With the amount of fiat currency that has entered society over the past few years, inflation has been running rampant. This has led to everyday essentials being more expensive than ever, and tightened budgets for just about everyone.
Digital assets, being deflationary, have often been seen as a hedge against fiat currencies due to the fact that their supply is known in advance and generally can’t change (more on this later). But what cryptocurrencies are the most scarce, and is that the most important factor when investing in digital assets? Let’s jump in.
Maximum, Total, and Circulating Supply
When looking at scarcity in digital assets there are three different terms to pay attention to: maximum, total, and circulating supply.
Circulating supply is the amount of that particular crypto asset that is currently in circulation. Much like fiat currencies, digital currencies have a circulating supply. The circulating supply number won’t include any of that asset that is yet to be mined, has been burned or destroyed through a particular mechanism of that asset, or is still to be emitted.
For example, Bitcoin currently has a circulating supply of about 19.4 million Bitcoins, meaning that of the total Bitcoin that can exist (max supply), 19.4 million are currently circulating. It should be noted that for Bitcoin’s circulating supply, there are instances of wallet holders losing access to their accounts, meaning that the actual circulating supply is always going to be lower than the max supply, barring those individuals somehow regaining access.
Max supply is the maximum amount of a particular crypto asset that can be mined or exists in circulation. It is sometimes interchangeably referred to as total supply. The max/total supply cannot be changed, and once the max supply is reached there is no more of the asset to be distributed through any avenue other than purchase from another holder. Max supply may never be reached or was solely the max supply to start with.

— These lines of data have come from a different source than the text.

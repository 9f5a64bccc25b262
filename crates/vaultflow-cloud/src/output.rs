//! Deferred values resolved by the engine

use crate::error::{CloudError, Result};
use futures_util::future::{BoxFuture, FutureExt, Shared};
use std::fmt;
use std::sync::Arc;
use tokio::sync::oneshot;

/// A value that becomes known once the engine has applied the resource
/// that produces it
///
/// Cloning is cheap and every clone observes the same value. Projections
/// registered with [`Output::apply`] run when the value is first awaited.
#[derive(Clone)]
pub struct Output<T>
where
    T: Clone + Send + Sync + 'static,
{
    name: Arc<str>,
    value: Shared<BoxFuture<'static, Option<T>>>,
}

impl<T> Output<T>
where
    T: Clone + Send + Sync + 'static,
{
    /// An output whose value is already known
    pub fn known(name: impl Into<Arc<str>>, value: T) -> Self {
        Self {
            name: name.into(),
            value: futures_util::future::ready(Some(value)).boxed().shared(),
        }
    }

    /// An output resolved later through the returned resolver
    ///
    /// Dropping the resolver without resolving makes the output fail with
    /// [`CloudError::Unresolved`].
    pub fn pending(name: impl Into<Arc<str>>) -> (Self, OutputResolver<T>) {
        let (tx, rx) = oneshot::channel();
        let output = Self {
            name: name.into(),
            value: rx.map(|received| received.ok()).boxed().shared(),
        };
        (output, OutputResolver { tx })
    }

    pub fn name(&self) -> &str {
        &self.name
    }

    /// Register a projection over the eventual value
    pub fn apply<U, F>(self, f: F) -> Output<U>
    where
        U: Clone + Send + Sync + 'static,
        F: FnOnce(T) -> U + Send + 'static,
    {
        Output {
            name: self.name.clone(),
            value: self.value.map(move |value| value.map(f)).boxed().shared(),
        }
    }

    /// Wait for the value
    pub async fn resolve(&self) -> Result<T> {
        self.value
            .clone()
            .await
            .ok_or_else(|| CloudError::Unresolved(self.name.to_string()))
    }

    /// The value, if some clone has already awaited it to completion
    pub fn try_get(&self) -> Option<T> {
        self.value.peek().cloned().flatten()
    }
}

impl<T> fmt::Debug for Output<T>
where
    T: Clone + Send + Sync + 'static,
{
    fn fmt(&self, f: &mut fmt::Formatter<'_>) -> fmt::Result {
        f.debug_struct("Output")
            .field("name", &self.name)
            .field("resolved", &self.value.peek().is_some())
            .finish()
    }
}

/// Engine-side half of a pending [`Output`]
#[derive(Debug)]
pub struct OutputResolver<T> {
    tx: oneshot::Sender<T>,
}

impl<T> OutputResolver<T> {
    pub fn resolve(self, value: T) {
        // nobody holding the output any more
        let _ = self.tx.send(value);
    }
}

For example, Binance Coin (BNB), has a max supply that was immediately all in circulation. Part of Binance’s consensus mechanism is to buy back and burn their tokens each quarter as a way to keep demand for the asset up and reduce supply. So, while BNB has a max supply of about 174 million, its circulating supply is currently only about 142 million, and will only continue to go down.
Do All Assets Have a Max Supply?
No, not all assets have a max supply. This can be for a variety of reasons. Stablecoins, such as Tether (USDT), tend to have a circulating supply but no max supply. This is because stablecoins are simply pegged to the United States Dollar (or another fiat) at a one to one ratio, meaning that it can be created by people endlessly as long as they have the funds to convert into the stablecoin.
Where to Find Supply Information
It’s very easy to find the information regarding a digital asset’s supply by using sites such as CoinGecko or CoinMarketCap. Both these sites keep track of assets and their supplies. Alternatively, you can always read an asset’s whitepaper or technical documents to find information such as the supply, the emission schedule (how much of an asset is released and how frequently), and more.
The Most Scarce Digital Assets
Below we’ll note some of the most scarce digital assets, their supply, and their pricing. They won’t be in scarcity order, rather in order of market cap, highest to lowest. This is by no means an exhaustive list.
The number one asset by market cap, with almost half the volume of all digital asset trades on a daily basis, Bitcoin has a maximum supply of 21 million BTC, with over 19 million circulating. It trades around $30k USD and had an all time high price of just under $70k USD.
Bitcoin Cash (BCH)
A fork of Bitcoin, Bitcoin Cash is the 14th largest asset by market cap, with the same max supply as BTC, and an almost identical circulating supply. There are no stories of BCH holders losing access to their holdings like with BTC so it’s likely that BCH will actually have all 21 million coins circulating one day. It trades around $250 USD a piece.
Infamous for its privacy and therefore potential use in illicit activities, Monero is the 26th largest digital asset by market cap. It has a maximum supply of 18.4 million XMR, which it reached in May 2022. It trades around $150 USD a piece.
MKR is the governance token for MakerDAO and the Maker Protocol which is the protocol which is used to create and circulate Multi-Collateral Dai (DAI), a stablecoin. MKR has a max supply of just over 1 million, with a circulating supply of around 980k MKR. It trades around $1.1k USD a piece and is the 41st largest digital asset by market cap.
Aave is the 42nd largest asset by market cap and is the governance token of the AAVE Protocol, which is a lending/borrowing platform. It has a max supply of 16 million, which are already in circulation. AAVE’s protocol actually burns AAVE tokens as it collects fees, much like how Binance Coin works. Because of this AAVE actually only has a circulating supply of 14.4 million, which will only drop further. It trades around $70 USD a piece.
Is Scarcity the Most Important Factor?
No, though it can certainly be a catalyst for an asset jumping in price. Meaning, if the supply is small, and there’s a lot of interest, the demand will quickly outweigh the supply and force the price up. However, just because an asset has a small supply doesn’t make it worth investing in, you need to do due diligence into the asset and its use cases in order to make an investment decision.
It doesn’t matter if an asset is a one of one if there’s no use for it or demand by society. While MKR is certainly far more scarce than BTC, its price is about 1/30th of a BTC. This is because BTC has a more wide ranging use case than MKR.